Tinha 12 anos quando vi a bandeira dos Açores na MTV pela primeira vez. Se ainda tinha dúvidas de onde vinha o Furtado da Nelly, ficou esclarecido naquele “Turn Off The Light”. Nessa altura, ainda se ouvia em bailes de escola o single mais conhecido dos Extreme. Lançado dez anos antes, o vídeo de “More Than Words” também inclui uma bandeira de Portugal. Tanto Nelly Furtado como Nuno Bettencourt fazem parte da diáspora açoriana que elevou o arquipélago e a música nacional fora de portas na viragem do milénio. Antes deles, contudo, já várias gerações de artistas se tinham aventurado pelas pontes transatlânticas, deixando que essa experiência permeasse a sua música.
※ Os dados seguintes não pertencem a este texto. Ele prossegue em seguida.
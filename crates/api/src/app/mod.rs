//! HTTP API application wiring (Axum router + service wiring).
//!
//! - `services.rs`: backend handle shared by the handlers
//! - `routes/`: HTTP routes + handlers (one file per area)
//! - `errors.rs`: consistent error responses

use std::sync::Arc;

use axum::{routing::get, Extension, Router};

use sapgate_auth::ApiKey;
use sapgate_core::Settings;
use sapgate_infra::{ErpBackend, SimulatedErp};

use crate::middleware;

pub mod errors;
pub mod routes;
pub mod services;

/// Build the full HTTP router around the simulated backend (public entrypoint
/// used by `main.rs`).
pub fn build_app(settings: Arc<Settings>) -> Router {
    let backend: Arc<dyn ErpBackend> = Arc::new(SimulatedErp::new(settings.clone()));
    build_app_with_backend(&settings, backend)
}

/// Build the router around an arbitrary backend.
pub fn build_app_with_backend(settings: &Settings, backend: Arc<dyn ErpBackend>) -> Router {
    let auth_state = middleware::AuthState {
        api_key: ApiKey::new(settings.api_key.clone()),
    };
    let services = Arc::new(services::AppServices::new(backend));

    // Protected routes: the key is only checked once a route and method match,
    // so unknown paths stay 404 and wrong methods stay 405.
    let protected = routes::router()
        .route_layer(axum::middleware::from_fn_with_state(
            auth_state,
            middleware::api_key_middleware,
        ))
        .layer(Extension(services));

    Router::new()
        .route("/", get(routes::system::hello))
        .merge(protected)
        .fallback(errors::not_found)
        .layer(axum::middleware::map_response(errors::json_envelope))
}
A sua história conheceu diferentes níveis de sucesso, mas a maior parte deles nunca teve grande reconhecimento. Foi com a missão auto-imposta de recuperar estas histórias que o micaelense DJ Milhafre começou a trabalhar na compilação Calafonas: Music from the Azorean and Portuguese Diaspora 1970’s – 1980’s.
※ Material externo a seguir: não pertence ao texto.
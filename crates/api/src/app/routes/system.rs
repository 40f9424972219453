pub const GREETING: &str = "Hello, SAP Middleware!";

pub async fn hello() -> &'static str {
    GREETING
}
Acho que aconteceu naturalmente por ser colecionador de discos, de ser dos Açores, de ter essa consciência que havia mais além do outro lado,” revela. “Também muitas vezes não via refletido o meu gosto musical no que se produz maioritariamente nos Açores, [que é] mais de matriz folk e tradicional, mais acústica. Eu sempre fui mais interessado em movimentos de música de dança, groove e, efetivamente, cá não tinha esse lado. A princípio até tinha ponderado em fazer algo semelhante para os Açores, porque há algumas coisas nessa linha que creio que, para vocês no continente, nunca chegaram a ser efetivamente conhecidas. Neste caso, quando eu comecei a encontrar uma dimensão já adequada para fazer um EP de recolha ou algo do género, começo a perceber que, na verdade, há ali uma história muito interessante para se contar e que nem cá nos Açores se contava, porque, na essência, falava-se sempre muito mais na diáspora enquanto conceito sentimental.”
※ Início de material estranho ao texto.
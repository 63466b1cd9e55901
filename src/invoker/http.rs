//! HTTP invoker
//!
//! Issues one timed request per attempt against the target endpoint. The
//! reqwest client is built once at run start and reused across every
//! attempt, so connection pooling amortizes handshake cost.

use std::time::{Duration, Instant};

use reqwest::Client;
use serde::Serialize;
use serde_json::Value;
use tracing::debug;

use super::Invoke;
use crate::error::{BenchError, BenchResult};
use crate::stats::{DurationUnit, MeasurementStrategy};

/// Credential and workload fields forwarded verbatim in the workflow
/// request payload.
#[derive(Clone, Debug, Serialize)]
pub struct WorkflowPayload {
    pub hostname: String,
    pub username: String,
    pub password: String,
    pub steps: u32,
}

/// How a single invocation is issued and where its duration comes from.
#[derive(Clone, Debug)]
pub enum InvokeMode {
    /// GET the target; the JSON response reports its own elapsed time in
    /// a numeric field.
    ServerRuntime {
        /// Response field holding the measured runtime.
        field: String,
        /// Unit of that field; normalized to milliseconds on extraction.
        unit: DurationUnit,
        /// Optional work-size path segment appended to the URL.
        invocations: Option<u32>,
        /// Append the attempt index as a final path segment.
        index_path: bool,
    },
    /// POST a workflow payload; the response reports `runtimeSeconds`.
    Workflow { payload: WorkflowPayload },
    /// Time the call boundary on the client side.
    ClientTimed,
}

impl InvokeMode {
    pub fn strategy(&self) -> MeasurementStrategy {
        match self {
            InvokeMode::ClientTimed => MeasurementStrategy::ClientMeasured,
            _ => MeasurementStrategy::ServerReported,
        }
    }
}

/// HTTP invoker for one sampling run.
pub struct HttpInvoker {
    client: Client,
    url: String,
    mode: InvokeMode,
    timeout_secs: u64,
}

impl HttpInvoker {
    /// Create an invoker with its own pooled client.
    pub fn new(url: impl Into<String>, mode: InvokeMode, timeout_secs: u64) -> BenchResult<Self> {
        let client = Client::builder()
            .timeout(Duration::from_secs(timeout_secs))
            .build()
            .map_err(|e| BenchError::Transport(format!("failed to create HTTP client: {e}")))?;

        Ok(Self {
            client,
            url: url.into(),
            mode,
            timeout_secs,
        })
    }

    fn build_url(&self, attempt: usize) -> String {
        match &self.mode {
            InvokeMode::ServerRuntime {
                invocations,
                index_path,
                ..
            } => {
                let mut url = self.url.trim_end_matches('/').to_string();
                if let Some(n) = invocations {
                    url.push_str(&format!("/{n}"));
                }
                if *index_path {
                    url.push_str(&format!("/{attempt}"));
                }
                url
            }
            _ => self.url.clone(),
        }
    }

    fn map_send_error(&self, url: &str, e: reqwest::Error) -> BenchError {
        if e.is_timeout() {
            BenchError::Timeout(self.timeout_secs)
        } else if e.is_connect() {
            BenchError::ConnectionRefused(url.to_string())
        } else {
            BenchError::Transport(e.to_string())
        }
    }

    /// Pull a positive runtime value out of a JSON body and normalize it
    /// to milliseconds.
    fn extract_runtime(body: &Value, field: &str, unit: DurationUnit) -> BenchResult<f64> {
        let raw = body
            .get(field)
            .ok_or_else(|| BenchError::MalformedResponse(format!("missing field '{field}'")))?
            .as_f64()
            .ok_or_else(|| {
                BenchError::MalformedResponse(format!("field '{field}' is not numeric"))
            })?;

        let latency_ms = unit.to_millis(raw);
        if latency_ms <= 0.0 {
            // Some backends report a zero/negative sentinel on failure;
            // that is not a latency.
            return Err(BenchError::MalformedResponse(format!(
                "non-positive runtime {raw} in field '{field}'"
            )));
        }
        Ok(latency_ms)
    }

    /// Extract `runtimeSeconds` from a workflow response.
    ///
    /// Lambda-style proxy responses nest the real payload under a `body`
    /// field, sometimes as a JSON-encoded string.
    fn workflow_runtime(body: &Value) -> BenchResult<f64> {
        if let Some(inner) = body.get("body") {
            let decoded;
            let inner = match inner {
                Value::String(s) => {
                    decoded = serde_json::from_str::<Value>(s).map_err(|e| {
                        BenchError::MalformedResponse(format!("undecodable body field: {e}"))
                    })?;
                    &decoded
                }
                other => other,
            };
            return Self::extract_runtime(inner, "runtimeSeconds", DurationUnit::S);
        }
        Self::extract_runtime(body, "runtimeSeconds", DurationUnit::S)
    }

    async fn read_json(&self, response: reqwest::Response, url: &str) -> BenchResult<Value> {
        let status = response.status();
        if !status.is_success() {
            return Err(BenchError::HttpStatus {
                status: status.as_u16(),
                url: url.to_string(),
            });
        }
        response
            .json()
            .await
            .map_err(|e| BenchError::MalformedResponse(format!("undecodable response: {e}")))
    }
}

impl Invoke for HttpInvoker {
    fn strategy(&self) -> MeasurementStrategy {
        self.mode.strategy()
    }

    async fn invoke(&self, attempt: usize) -> BenchResult<f64> {
        let url = self.build_url(attempt);
        debug!("attempt {} -> {}", attempt + 1, url);

        match &self.mode {
            InvokeMode::ServerRuntime { field, unit, .. } => {
                let response = self
                    .client
                    .get(&url)
                    .send()
                    .await
                    .map_err(|e| self.map_send_error(&url, e))?;
                let body = self.read_json(response, &url).await?;
                Self::extract_runtime(&body, field, *unit)
            }
            InvokeMode::Workflow { payload } => {
                let response = self
                    .client
                    .post(&url)
                    .json(payload)
                    .send()
                    .await
                    .map_err(|e| self.map_send_error(&url, e))?;
                let body = self.read_json(response, &url).await?;
                Self::workflow_runtime(&body)
            }
            InvokeMode::ClientTimed => {
                let start = Instant::now();
                let response = self
                    .client
                    .get(&url)
                    .send()
                    .await
                    .map_err(|e| self.map_send_error(&url, e))?;
                let status = response.status();
                // Drain the body so the measurement covers the whole exchange.
                response
                    .bytes()
                    .await
                    .map_err(|e| BenchError::Transport(e.to_string()))?;
                let latency_ms = start.elapsed().as_secs_f64() * 1000.0;

                if !status.is_success() {
                    return Err(BenchError::HttpStatus {
                        status: status.as_u16(),
                        url,
                    });
                }
                Ok(latency_ms)
            }
        }
    }
}

#[cfg(test)]
mod tests {
    use super::*;
    use serde_json::json;

    fn server_runtime_mode(invocations: Option<u32>, index_path: bool) -> InvokeMode {
        InvokeMode::ServerRuntime {
            field: "runtime".to_string(),
            unit: DurationUnit::Ms,
            invocations,
            index_path,
        }
    }

    #[test]
    fn test_build_url_plain() {
        let invoker =
            HttpInvoker::new("http://app.test/txn", server_runtime_mode(None, false), 30).unwrap();
        assert_eq!(invoker.build_url(0), "http://app.test/txn");
        assert_eq!(invoker.build_url(9), "http://app.test/txn");
    }

    #[test]
    fn test_build_url_with_invocations_and_index() {
        let invoker = HttpInvoker::new(
            "http://app.test/wf/",
            server_runtime_mode(Some(5), true),
            30,
        )
        .unwrap();
        assert_eq!(invoker.build_url(7), "http://app.test/wf/5/7");
    }

    #[test]
    fn test_client_timed_ignores_url_suffixes() {
        let invoker = HttpInvoker::new("http://app.test/bare", InvokeMode::ClientTimed, 30).unwrap();
        assert_eq!(invoker.build_url(3), "http://app.test/bare");
        assert_eq!(invoker.strategy(), MeasurementStrategy::ClientMeasured);
    }

    #[test]
    fn test_extract_runtime_nanos_normalized() {
        let body = json!({"runtime": 1_000_000});
        let ms = HttpInvoker::extract_runtime(&body, "runtime", DurationUnit::Ns).unwrap();
        assert!((ms - 1.0).abs() < 1e-9);
    }

    #[test]
    fn test_extract_runtime_missing_field() {
        let body = json!({"output": "hello"});
        let err = HttpInvoker::extract_runtime(&body, "runtime", DurationUnit::Ms).unwrap_err();
        assert!(matches!(err, BenchError::MalformedResponse(_)));
    }

    #[test]
    fn test_extract_runtime_wrong_type() {
        let body = json!({"runtime": "fast"});
        let err = HttpInvoker::extract_runtime(&body, "runtime", DurationUnit::Ms).unwrap_err();
        assert!(matches!(err, BenchError::MalformedResponse(_)));
    }

    #[test]
    fn test_extract_runtime_rejects_sentinel() {
        let body = json!({"runtime": -1});
        let err = HttpInvoker::extract_runtime(&body, "runtime", DurationUnit::Ms).unwrap_err();
        assert!(matches!(err, BenchError::MalformedResponse(_)));

        let body = json!({"runtime": 0.0});
        assert!(HttpInvoker::extract_runtime(&body, "runtime", DurationUnit::Ms).is_err());
    }

    #[test]
    fn test_workflow_runtime_flat() {
        let body = json!({"runtimeSeconds": 0.25});
        let ms = HttpInvoker::workflow_runtime(&body).unwrap();
        assert!((ms - 250.0).abs() < 1e-9);
    }

    #[test]
    fn test_workflow_runtime_nested_string_body() {
        let body = json!({"statusCode": 200, "body": "{\"runtimeSeconds\": 1.5}"});
        let ms = HttpInvoker::workflow_runtime(&body).unwrap();
        assert!((ms - 1500.0).abs() < 1e-9);
    }

    #[test]
    fn test_workflow_runtime_nested_object_body() {
        let body = json!({"statusCode": 200, "body": {"runtimeSeconds": 2.0}});
        let ms = HttpInvoker::workflow_runtime(&body).unwrap();
        assert!((ms - 2000.0).abs() < 1e-9);
    }

    #[test]
    fn test_mode_strategy() {
        assert_eq!(
            server_runtime_mode(None, false).strategy(),
            MeasurementStrategy::ServerReported
        );
        let wf = InvokeMode::Workflow {
            payload: WorkflowPayload {
                hostname: "db".into(),
                username: "u".into(),
                password: "p".into(),
                steps: 1,
            },
        };
        assert_eq!(wf.strategy(), MeasurementStrategy::ServerReported);
        assert_eq!(
            InvokeMode::ClientTimed.strategy(),
            MeasurementStrategy::ClientMeasured
        );
    }
}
ste conceito sentimental permanece no imaginário nacional, embora pareça estar em mutação no pós-Troika. A mitologia da diáspora, sobretudo a mais antiga, subsiste presa a uma dinâmica centralista: a emigração era mais comum em zonas pobres e predominantemente rurais, mas os discursos que a rodeiam eram (como ainda o são hoje) produzidos em Lisboa. As Nações Unidas estimam que mais de dois milhões de pessoas portuguesas vivam no estrangeiro. Desses, mais de meio milhão escolheu a América do Norte como nova casa, com uma forte expressão da comunidade açoriana. Mas se as bandeiras nos vídeos de Nelly Furtado e de Nuno Bettencourt garantiam a homenagem à sua dupla nacionalidade, honrando o passado, explica-nos DJ Milhafre que as interacções das primeiras gerações com o arquipélago-pátria revelavam um choque cultural profundo entre a ruralidade das ilhas e as maravilhas do sonho americano:

A maior parte das pessoas que estão no centro desta compilação foram [para a América do Norte] no final dos anos 50 até ao início dos anos 70, e o processo de visitar os Açores era diferente, isso são histórias mais recentes. Muitos inclusive até relatam uma certa mágoa por quase não haver um grande reconhecimento da terra relativamente a essas pessoas. O que em parte, e falando de forma mais fria, é natural, porque não há um circuito de concertos. Essas edições são muito pequenas, a maior parte das pessoas não tinha acesso, era uma região mais pobre, portanto não havia propriamente uma divulgação. Por exemplo: o Marc Dennis [que integra a compilação, no primeiro tema do lado B], ia tocar num festival na Praia da Vitória em 1978, o festival da Riviera, e o palco era montado com tábuas em cima de bidões de ferro. E eles, do outro lado, trouxeram bombas de fumo, fogo de palco e instrumentos que não puderam ligar. Portanto, o contraste era enorme e essa gente que foi com uma grande tradição [musical], porque há uma grande tradição de filarmónicas e pequenos conjuntos musicais, quando recebe instrumentos elétricos muito baratos, pode fazer [essa nova música] que estava a emergir. Até porque o que dava na rádio era diferente, o que dava na rádio em Portugal quando eles saíram ainda era pré 25 de Abril, e chegam aos EUA e têm o choque dessa nova realidade.”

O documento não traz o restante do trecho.